Pittore e scultore tedesco. Lasciati gli studi di filosofia, si dedicò
alla pittura da autodidatta. Nel 1919 fu tra i fondatori, assieme a Baargeld,
Theodor e Arp, della rivista dadaista "Dada W/3 di Colonia". Dal Dadaismo
passò al Surrealismo (1921), del quale, con Dalí e Miró,
è considerato un caposcuola. In quanto autodidatta, fu del tutto libero
da influssi o condizionamenti "scolastici", facendo quindi dell'espressione
artistica un mezzo meccanico, spontaneo, del tutto privo di
quell'attività raziocinante ed a volte opportunistica dei suoi compagni.
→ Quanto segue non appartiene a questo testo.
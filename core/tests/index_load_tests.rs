use std::fs;
use std::path::Path;
use wikisearch_core::index::{partition_file_name, Index, IndexLoadError};

fn write_stopwords(dir: &Path) -> std::path::PathBuf {
    let path = dir.join("stopwords.txt");
    fs::write(&path, "the\nand\nof\n").unwrap();
    path
}

fn write_partitions(dir: &Path, parts: [&str; 3]) {
    for (i, content) in parts.iter().enumerate() {
        fs::write(dir.join(partition_file_name(i)), content).unwrap();
    }
}

#[test]
fn loads_partitions_and_computes_magnitudes() {
    let dir = tempfile::tempdir().unwrap();
    let stopwords = write_stopwords(dir.path());
    write_partitions(
        dir.path(),
        [
            "dune 0.17609 1 0.17609 0.031 2 0.17609 0.031\n",
            "sandworm 0.47712 1 0.47712 0.2276\n",
            "spice 0.47712 2 0.47712 0.2276\n",
        ],
    );

    let index = Index::load(dir.path(), &stopwords).unwrap();
    assert_eq!(index.term_count(), 3);
    assert_eq!(index.doc_count(), 2);
    assert!(index.stopwords.contains("the"));

    // magnitude(d) == sqrt(sum of weight^2) recomputed from the postings
    let expected = (0.17609f32.powi(2) + 0.47712f32.powi(2)).sqrt();
    assert!((index.magnitude(1).unwrap() - expected).abs() < 1e-6);
    assert!((index.magnitude(2).unwrap() - expected).abs() < 1e-6);
}

#[test]
fn missing_partition_is_fatal() {
    let dir = tempfile::tempdir().unwrap();
    let stopwords = write_stopwords(dir.path());
    // only two of the three partitions exist
    fs::write(dir.path().join(partition_file_name(0)), "dune 0.3 1 0.3 0.09\n").unwrap();
    fs::write(dir.path().join(partition_file_name(1)), "").unwrap();

    let err = Index::load(dir.path(), &stopwords).unwrap_err();
    assert!(matches!(err, IndexLoadError::MissingPartition { .. }));
    assert!(err.to_string().contains("part-00002"));
}

#[test]
fn missing_stopwords_file_is_fatal() {
    let dir = tempfile::tempdir().unwrap();
    write_partitions(dir.path(), ["", "", ""]);
    let err = Index::load(dir.path(), &dir.path().join("nope.txt")).unwrap_err();
    assert!(matches!(err, IndexLoadError::MissingStopwords { .. }));
}

#[test]
fn malformed_line_reports_file_and_line_number() {
    let dir = tempfile::tempdir().unwrap();
    let stopwords = write_stopwords(dir.path());
    write_partitions(
        dir.path(),
        [
            "dune 0.3 1 0.3 0.09\n",
            "ok 0.1 4 0.1 0.01\nbroken 0.2 7 0.5\n",
            "",
        ],
    );

    let err = Index::load(dir.path(), &stopwords).unwrap_err();
    match err {
        IndexLoadError::MalformedLine { ref file, line, .. } => {
            assert!(file.ends_with(partition_file_name(1)));
            assert_eq!(line, 2);
        }
        other => panic!("expected MalformedLine, got {other:?}"),
    }
}

#[test]
fn non_numeric_idf_is_fatal() {
    let dir = tempfile::tempdir().unwrap();
    let stopwords = write_stopwords(dir.path());
    write_partitions(dir.path(), ["dune nan-ish 1 0.3 0.09\n", "", ""]);
    let err = Index::load(dir.path(), &stopwords).unwrap_err();
    assert!(matches!(err, IndexLoadError::MalformedLine { .. }));
}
L'anelito a una maggiore libertà per la sua espressione, rivolta
all'intensificazione della sensibilità delle facoltà spirituali e
libera alle ossessioni visive più intime, spinse
E. a staccarsi
dal gruppo dei surrealisti (1938), pur continuando nell'ambito di questa
corrente, a cercare tecniche e motivi espressivi meno vincolanti. è stato
l'inventore del
collage e del
frottage (1925). Quest'ultima
tecnica consiste nello sfregare con un bastoncino di grafite la carta posta su
una superficie rugosa, fino all'ottenimento di figurazioni fortuite senza la
partecipazione attiva dell'autore, con un processo assolutamente automatico. Nel
suo libro
Al di là della pittura, E. teorizzò la propria
condizione di perenne disponibilità, condizione indispensabile per
un'alternativa a schemi, stili e pianificazioni creative di dubbia
autenticità. Durante il periodo nazista
E. fuggì negli
Stati Uniti, e solamente nel 1940 poté far ritorno in Francia. Tra la sua
produzione ricordiamo le opere più significative:
L'Histoire naturelle
(frottage); Il canto delle cavallette alla luna; L'angelo del focolare; L'urlo
dei soldati assetati di sangue (1919);
Trofeo ipertrofico; Il calendario
dello spettacolo (1925);
Omaggio ad una bambina chiamata Violetta
(1933);
Giardino per aerei (1935);
Les milles Apatrides (1935);
Lunar asparagus (Brühl, Colonia 1891 - Parigi 1976).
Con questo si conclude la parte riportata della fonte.